2. SGLang Installation

SGLang offers multiple installation methods. You can choose the most suitable installation method based on your hardware platform and requirements. Please refer to the official SGLang installation guide for installation instructions. Docker Images by Hardware Platform:
Hardware PlatformDocker Image
NVIDIA H200 / B200lmsysorg/sglang:hy3-preview
NVIDIA B300 / GB300lmsysorg/sglang:hy3-preview-cu130
The hy3-preview tag bundles the HYV3 model code, the hunyuan tool-call / reasoning parsers, and the MTP draft-module runtime.

3. Model Deployment

This section provides deployment configurations optimized for different hardware platforms and use cases.

3.1 Basic Configuration

Interactive Command Generator: Use the configuration selector below to automatically generate the appropriate deployment command for your hardware platform, quantization, and feature capabilities.

3.2 Configuration Tips

Key Parameters:
ParameterDescriptionRecommended Value
--tool-call-parserTool call parser for function-calling supporthunyuan
--reasoning-parserReasoning parser for hybrid thinking modeshunyuan
--trust-remote-codeRequired for Hunyuan model loadingAlways enabled
--mem-fraction-staticStatic memory fraction (KV + activations)0.9
--tpTensor parallelism size2 / 4 / 8 depending on hardware
--attention-backendAttention backend (Blackwell only)trtllm_mha
--speculative-algorithmSpeculative decoding via the bundled MTP draftEAGLE + --speculative-num-steps 3 --speculative-eagle-topk 1 --speculative-num-draft-tokens 4 (set env SGLANG_ENABLE_SPEC_V2=1)
Hardware Requirements: NVIDIA BF16 (Hy3-preview, ~552GB weights)
  • H200 (141GB) / B200 (180GB): TP=8 (minimum for BF16 to fit single-node).
  • B300 (275GB) / GB300: TP=4.
  • A100 / H100 (80GB): not supported single-node — BF16 requires multi-node TP=16+ on 80GB-class GPUs.
Blackwell (B200 / B300 / GB300): Auto-selected attention backend can mis-route for HYV3 on Blackwell.

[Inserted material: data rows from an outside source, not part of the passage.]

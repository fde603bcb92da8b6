//! Workout persistence adapter.
//!
//! All records live as one JSON array in a single slot. Read failures and
//! corrupt data are absorbed here: callers only ever see "some workouts" or
//! "no workouts".

use serde_json::Value;
use wm_model::{StoredWorkout, Workout};

use crate::{KeyValueStore, StorageError, StorageResult};

/// Slot name used unless configured otherwise.
pub const DEFAULT_KEY: &str = "workouts";

/// Outcome of reading the slot.
#[derive(Debug, Clone, Default, PartialEq)]
pub struct LoadReport {
    pub workouts: Vec<Workout>,
    /// Array elements that could not be rehydrated and were dropped.
    pub skipped: usize,
    /// The slot held something that was not a JSON array.
    pub corrupt: bool,
}

#[derive(Clone, Debug)]
pub struct WorkoutRepository<S> {
    backend: S,
    key: String,
}

impl<S: KeyValueStore> WorkoutRepository<S> {
    pub fn new(backend: S) -> Self {
        Self::with_key(backend, DEFAULT_KEY)
    }

    pub fn with_key(backend: S, key: impl Into<String>) -> Self {
        Self {
            backend,
            key: key.into(),
        }
    }

    pub fn key(&self) -> &str {
        &self.key
    }

    pub fn backend(&self) -> &S {
        &self.backend
    }

    /// Serialize `workouts` into the slot, overwriting it.
    pub fn try_save(&self, workouts: &[Workout]) -> StorageResult<()> {
        let stored: Vec<StoredWorkout> = workouts.iter().map(StoredWorkout::from).collect();
        let json = serde_json::to_string(&stored)?;
        self.backend.set(&self.key, &json)
    }

    /// Like [`WorkoutRepository::try_save`], logging instead of failing.
    pub fn save(&self, workouts: &[Workout]) {
        match self.try_save(workouts) {
            Ok(()) => tracing::debug!(key = %self.key, count = workouts.len(), "saved workouts"),
            Err(err) => tracing::warn!(key = %self.key, error = %err, "failed to save workouts"),
        }
    }

    /// Read back every workout; absent or corrupt data yields an empty list.
    pub fn load(&self) -> Vec<Workout> {
        self.load_report().workouts
    }

    pub fn load_report(&self) -> LoadReport {
        let Some(raw) = self.read_array() else {
            return LoadReport {
                corrupt: self.slot_present(),
                ..LoadReport::default()
            };
        };

        let mut report = LoadReport::default();
        for (index, value) in raw.into_iter().enumerate() {
            let parsed = serde_json::from_value::<StoredWorkout>(value)
                .map_err(|e| e.to_string())
                .and_then(|stored| Workout::try_from(stored).map_err(|e| e.to_string()));
            match parsed {
                Ok(workout) => report.workouts.push(workout),
                Err(reason) => {
                    tracing::warn!(key = %self.key, index, %reason, "skipping stored workout");
                    report.skipped += 1;
                }
            }
        }
        report
    }

    /// Delete the slot outright.
    pub fn clear(&self) {
        if let Err(err) = self.backend.remove(&self.key) {
            tracing::warn!(key = %self.key, error = %err, "failed to clear workouts");
        }
    }

    /// Remove element `index` from the stored array and write it back.
    ///
    /// No-op when the slot is absent, unreadable, or `index` is out of range.
    pub fn remove_index(&self, index: usize) {
        let Some(mut raw) = self.read_array() else {
            return;
        };
        if index >= raw.len() {
            tracing::debug!(key = %self.key, index, len = raw.len(), "remove_index out of range");
            return;
        }
        raw.remove(index);

        let written = serde_json::to_string(&raw)
            .map_err(StorageError::from)
            .and_then(|json| self.backend.set(&self.key, &json));
        if let Err(err) = written {
            tracing::warn!(key = %self.key, index, error = %err, "failed to remove stored workout");
        }
    }

    fn slot_present(&self) -> bool {
        matches!(self.backend.get(&self.key), Ok(Some(_)))
    }

    fn read_array(&self) -> Option<Vec<Value>> {
        let text = match self.backend.get(&self.key) {
            Ok(Some(text)) => text,
            Ok(None) => return None,
            Err(err) => {
                tracing::warn!(key = %self.key, error = %err, "failed to read workouts");
                return None;
            }
        };
        match serde_json::from_str::<Vec<Value>>(&text) {
            Ok(values) => Some(values),
            Err(err) => {
                tracing::warn!(key = %self.key, error = %err, "stored workouts are not a JSON array");
                None
            }
        }
    }
}
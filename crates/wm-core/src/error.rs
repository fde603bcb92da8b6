use thiserror::Error;

pub type CoreResult<T> = Result<T, CoreError>;

#[derive(Error, Debug, Clone, PartialEq)]
pub enum CoreError {
    #[error("Invalid metric {what}: {value} (must be a non-negative finite number)")]
    InvalidMetric { what: &'static str, value: f64 },

    #[error("Invalid coordinate {what}: {value}")]
    InvalidCoordinate { what: &'static str, value: f64 },
}
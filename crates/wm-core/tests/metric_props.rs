use proptest::prelude::*;
use wm_core::{CoreError, ensure_metric, finite_ratio};

proptest! {
    #[test]
    fn non_negative_finite_values_pass_through(v in 0.0_f64..1.0e9) {
        prop_assert_eq!(ensure_metric(v, "v").unwrap(), v);
    }

    #[test]
    fn negative_values_are_rejected(v in -1.0e9_f64..-1.0e-9) {
        let is_invalid_metric = matches!(ensure_metric(v, "v"), Err(CoreError::InvalidMetric { .. }));
        prop_assert!(is_invalid_metric);
    }

    #[test]
    fn ratio_is_plain_division_for_positive_denominators(
        num in 0.0_f64..1.0e6,
        den in 1.0e-3_f64..1.0e6,
    ) {
        prop_assert_eq!(finite_ratio(num, den), Some(num / den));
    }
}
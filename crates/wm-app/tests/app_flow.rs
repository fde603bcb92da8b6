use wm_app::{AppConfig, AppError, HeadlessMap, PositionState, WorkoutApp, WorkoutForm};
use wm_core::LatLng;
use wm_model::WorkoutKind;
use wm_storage::{DEFAULT_KEY, MemoryStore};

fn nyc() -> LatLng {
    LatLng::new(40.7, -74.0).unwrap()
}

fn running_form(distance: &str) -> WorkoutForm {
    WorkoutForm {
        kind: "running".to_string(),
        distance: distance.to_string(),
        duration: "25".to_string(),
        cadence: "178".to_string(),
        elevation: String::new(),
    }
}

#[test]
fn click_submit_and_jump_to_marker() {
    let mem = MemoryStore::new();
    let mut app: WorkoutApp<_, HeadlessMap> = WorkoutApp::new(mem.clone(), AppConfig::default());

    let placed = app.on_position(Ok(nyc()), |_| HeadlessMap::new()).unwrap();
    assert_eq!(placed, 0);
    assert_eq!(app.position(), &PositionState::Resolved(nyc()));
    assert_eq!(app.store().map().unwrap().view(), Some((nyc(), 13)));

    let spot = LatLng::new(40.75, -73.98).unwrap();
    app.handle_map_click(spot);
    assert!(app.form_open());

    let id = app.submit(&running_form("5")).unwrap();
    assert!(!app.form_open());
    assert!(mem.contains(DEFAULT_KEY));

    let workout = app.find(&id).unwrap();
    assert_eq!(workout.coords(), spot);
    assert_eq!(workout.kind(), WorkoutKind::Running);
    assert_eq!(workout.pace_min_per_km(), Some(5.0));

    assert!(app.handle_list_click(&id));
    assert_eq!(app.store().map().unwrap().view(), Some((spot, 13)));

    let summaries = app.summaries();
    assert_eq!(summaries.len(), 1);
    assert_eq!(summaries[0].id, id);
}

#[test]
fn invalid_form_keeps_form_open_and_state_untouched() {
    let mem = MemoryStore::new();
    let mut app: WorkoutApp<_, HeadlessMap> = WorkoutApp::new(mem.clone(), AppConfig::default());
    app.on_position(Ok(nyc()), |_| HeadlessMap::new()).unwrap();
    app.handle_map_click(nyc());

    let err = app.submit(&running_form("-2")).unwrap_err();
    assert!(matches!(err, AppError::InvalidMetric { what: "distance_km", .. }));
    assert!(app.form_open());
    assert!(app.store().is_empty());
    assert!(!mem.contains(DEFAULT_KEY));
}

#[test]
fn submit_without_click_is_rejected() {
    let mut app: WorkoutApp<_, HeadlessMap> =
        WorkoutApp::new(MemoryStore::new(), AppConfig::default());
    assert!(matches!(
        app.submit(&running_form("5")),
        Err(AppError::NoPendingLocation)
    ));
}

#[test]
fn position_failure_disables_map_but_keeps_workouts() {
    let mem = MemoryStore::new();
    {
        let mut first: WorkoutApp<_, HeadlessMap> =
            WorkoutApp::new(mem.clone(), AppConfig::default());
        first.on_position(Ok(nyc()), |_| HeadlessMap::new()).unwrap();
        first.handle_map_click(nyc());
        first.submit(&running_form("10")).unwrap();
    }

    let mut app: WorkoutApp<_, HeadlessMap> = WorkoutApp::new(mem, AppConfig::default());
    assert_eq!(app.store().len(), 1);

    let err = app
        .on_position(Err("permission denied".to_string()), |_| HeadlessMap::new())
        .unwrap_err();
    assert!(matches!(err, AppError::NoPosition { .. }));
    assert!(app.store().map().is_none());
    assert_eq!(app.summaries().len(), 1);

    app.handle_map_click(nyc());
    assert!(!app.form_open());

    let id = app.summaries()[0].id.clone();
    assert!(!app.handle_list_click(&id));

    // Terminal for the session.
    assert!(matches!(
        app.on_position(Ok(nyc()), |_| HeadlessMap::new()),
        Err(AppError::NoPosition { .. })
    ));

    assert!(app.remove(&id));
    assert!(app.store().is_empty());
}

#[test]
fn restored_workouts_are_pinned_once_position_resolves() {
    let mem = MemoryStore::new();
    {
        let mut first: WorkoutApp<_, HeadlessMap> =
            WorkoutApp::new(mem.clone(), AppConfig::default());
        first.on_position(Ok(nyc()), |_| HeadlessMap::new()).unwrap();
        for d in ["3", "6"] {
            first.handle_map_click(nyc());
            first.submit(&running_form(d)).unwrap();
        }
    }

    let mut app: WorkoutApp<_, HeadlessMap> = WorkoutApp::new(mem.clone(), AppConfig::default());
    assert_eq!(app.store().markers(), &[None, None]);
    assert_eq!(app.on_position(Ok(nyc()), |_| HeadlessMap::new()).unwrap(), 2);
    assert_eq!(app.store().map().unwrap().marker_count(), 2);

    app.remove_all();
    assert_eq!(app.store().map().unwrap().marker_count(), 0);
    assert!(!mem.contains(DEFAULT_KEY));
}

#[test]
fn configured_storage_key_is_used() {
    let mem = MemoryStore::new();
    let config = AppConfig {
        storage_key: "trail-log".to_string(),
        ..AppConfig::default()
    };
    let mut app: WorkoutApp<_, HeadlessMap> = WorkoutApp::new(mem.clone(), config);
    app.on_position(Ok(nyc()), |_| HeadlessMap::new()).unwrap();
    app.handle_map_click(nyc());
    app.submit(&running_form("4")).unwrap();

    assert!(mem.contains("trail-log"));
    assert!(!mem.contains(DEFAULT_KEY));
}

Always pass --attention-backend trtllm_mha explicitly on Blackwell hardware (the config generator above enforces this). Multi-Token Prediction (MTP): The Hy3-preview release bundles an MTP draft module. SGLang runs it via its EAGLE speculative-decoding path — the draft module auto-loads from the same --model-path. Enable with the SGLANG_ENABLE_SPEC_V2=1 env var and the standard MTP flags:
Command
SGLANG_ENABLE_SPEC_V2=1 sglang serve \
  --model-path tencent/Hy3-preview \
  --tp 8 \
  --speculative-algorithm EAGLE \
  --speculative-num-steps 3 \
  --speculative-eagle-topk 1 \
  --speculative-num-draft-tokens 4 \
  --reasoning-parser hunyuan \
  --tool-call-parser hunyuan \
  --trust-remote-code \
  --mem-fraction-static 0.85
Toggle the “Speculative Decoding (MTP)” option in the generator above to add these flags automatically. Tune num-steps / num-draft-tokens based on acceptance rate in your workload.

4. Model Invocation

4.1 Basic Usage

For basic API usage and request examples, please refer to: Deployment Command (H200 × 8, BF16 default):
Command
sglang serve \
  --model-path tencent/Hy3-preview \
  --tp 8 \
  --reasoning-parser hunyuan \
  --tool-call-parser hunyuan \
  --trust-remote-code \
  --mem-fraction-static 0.9
Testing Deployment: After startup, you can test the SGLang OpenAI-compatible API with the following command:
Command
curl http://localhost:30000/v1/chat/completions \
    -H "Content-Type: application/json" \
    -d '{
        "model": "tencent/Hy3-preview",
        "messages": [
            {"role": "system", "content": "You are a helpful assistant."},
            {"role": "user", "content": "Who won the world series in 2020?"}
        ]
    }'
Simple Completion Example:
Example
from openai import OpenAI

client = OpenAI(
    base_url="http://localhost:30000/v1",
    api_key="EMPTY"
)

response = client.chat.completions.create(
    model="tencent/Hy3-preview",
    messages=[
        {"role": "system", "content": "You are a helpful assistant."},
        {"role": "user", "content": "Who won the world series in 2020?"}
    ],
    max_tokens=1024
)

print("Reasoning:", response.choices[0].message.reasoning_content)
print("Content:  ", response.choices[0].message.content)
Output Example:
Output
Reasoning: None
Content:   The Los Angeles Dodgers won the 2020 World Series. They defeated the Tampa Bay Rays in six games (4-2). This was the Dodgers' first World Series championship since 1988. The series was notable for being played in a neutral-site bubble at Globe Life Field in Arlington, Texas, due to the COVID-19 pandemic.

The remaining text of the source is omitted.